WORK INSTRUCTION> Below are the entries to work from; restate word for word the portion that opens with the line containing "cannot be constructed." and closes with the line containing "fixed operator address.", keeping both.

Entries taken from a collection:
>>>
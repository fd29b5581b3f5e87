//! Outbound email for contact-form notifications.
//!
//! Delivery sits behind the `EmailSender` trait so the transport can be
//! swapped without touching handlers. The default for local dev is
//! `LogEmailSender`, which logs the message and reports success;
//! `HttpEmailSender` posts JSON to an HTTP mail API with a bearer key.
//!
//! Sends are best-effort: the contact handler logs failures and turns them
//! into a flash message, never an error response.

use crate::APP_USER_AGENT;
use anyhow::{anyhow, Context, Result};
use async_trait::async_trait;
use reqwest::{Client, ClientBuilder};
use secrecy::{ExposeSecret, SecretString};
use serde_json::json;
use std::{sync::Arc, time::Duration};
use tracing::info;

#[derive(Clone, Debug)]
pub struct EmailMessage {
    pub to: String,
    pub from: String,
    pub subject: String,
    pub body: String,
}

/// Email delivery abstraction used by the notifier.
#[async_trait]
pub trait EmailSender: Send + Sync {
    /// Deliver a message or return an error to mark it as failed.
    async fn send(&self, message: &EmailMessage) -> Result<()>;
}

/// Local dev sender that logs the payload instead of sending real email.
#[derive(Clone, Debug)]
pub struct LogEmailSender;

#[async_trait]
impl EmailSender for LogEmailSender {
    async fn send(&self, message: &EmailMessage) -> Result<()> {
        info!(
            to = %message.to,
            subject = %message.subject,
            body = %message.body,
            "email send stub"
        );
        Ok(())
    }
}

/// Sender that posts messages to an HTTP mail API.
pub struct HttpEmailSender {
    client: Client,
    api_url: String,
    api_key: SecretString,
}

impl HttpEmailSender {
    /// Build the sender with a bounded request timeout.
    ///
    /// # Errors
    /// Returns an error if the underlying HTTP client cannot be constructed.
    pub fn new(api_url: String, api_key: SecretString) -> Result<Self> {
        let client = ClientBuilder::new()
            .user_agent(APP_USER_AGENT)
            .timeout(Duration::from_secs(30))
            .build()
            .context("failed to build mail API client")?;
        Ok(Self {
            client,
            api_url,
            api_key,
        })
    }
}

#[async_trait]
impl EmailSender for HttpEmailSender {
    async fn send(&self, message: &EmailMessage) -> Result<()> {
        let payload = json!({
            "from": message.from,
            "to": [message.to],
            "subject": message.subject,
            "text": message.body,
        });

        let response = self
            .client
            .post(&self.api_url)
            .bearer_auth(self.api_key.expose_secret())
            .json(&payload)
            .send()
            .await
            .context("mail API request failed")?;

        let status = response.status();
        if !status.is_success() {
            let body = response.text().await.unwrap_or_default();
            return Err(anyhow!("mail API returned {status}: {body}"));
        }

        Ok(())
    }
}

/// Contact-form notifier bound to a fixed operator address.
pub struct Notifier {
    sender: Arc<dyn EmailSender>,
    from: String,
    operator: String,
}

impl Notifier {
    #[must_use]
    pub fn new(sender: Arc<dyn EmailSender>, from: String, operator: String) -> Self {
        Self {
            sender,
            from,
            operator,
        }
    }

    /// Send a contact-form submission to the operator address.
    ///
    /// # Errors
    /// Returns the transport error; callers decide how to surface it.
    pub async fn send_contact_notification(
        &self,
        name: &str,
        email: &str,
        message: &str,
    ) -> Result<()> {
        let message = contact_notification(&self.operator, &self.from, name, email, message);
        self.sender.send(&message).await
    }
}

fn contact_notification(
    operator: &str,
    from: &str,
    name: &str,
    email: &str,
    message: &str,
) -> EmailMessage {
    EmailMessage {
        to: operator.to_string(),
        from: from.to_string(),
        subject: format!("New contact form submission from {name}"),
        body: format!("Name: {name}\nEmail: {email}\nMessage:\n{message}"),
    }
}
<<<
SOLUTION>
    /// Returns an error if the underlying HTTP client cannot be constructed.
    pub fn new(api_url: String, api_key: SecretString) -> Result<Self> {
        let client = ClientBuilder::new()
            .user_agent(APP_USER_AGENT)
            .timeout(Duration::from_secs(30))
            .build()
            .context("failed to build mail API client")?;
        Ok(Self {
            client,
            api_url,
            api_key,
        })
    }
}

#[async_trait]
impl EmailSender for HttpEmailSender {
    async fn send(&self, message: &EmailMessage) -> Result<()> {
        let payload = json!({
            "from": message.from,
            "to": [message.to],
            "subject": message.subject,
            "text": message.body,
        });

        let response = self
            .client
            .post(&self.api_url)
            .bearer_auth(self.api_key.expose_secret())
            .json(&payload)
            .send()
            .await
            .context("mail API request failed")?;

        let status = response.status();
        if !status.is_success() {
            let body = response.text().await.unwrap_or_default();
            return Err(anyhow!("mail API returned {status}: {body}"));
        }

        Ok(())
    }
}

/// Contact-form notifier bound to a fixed operator address.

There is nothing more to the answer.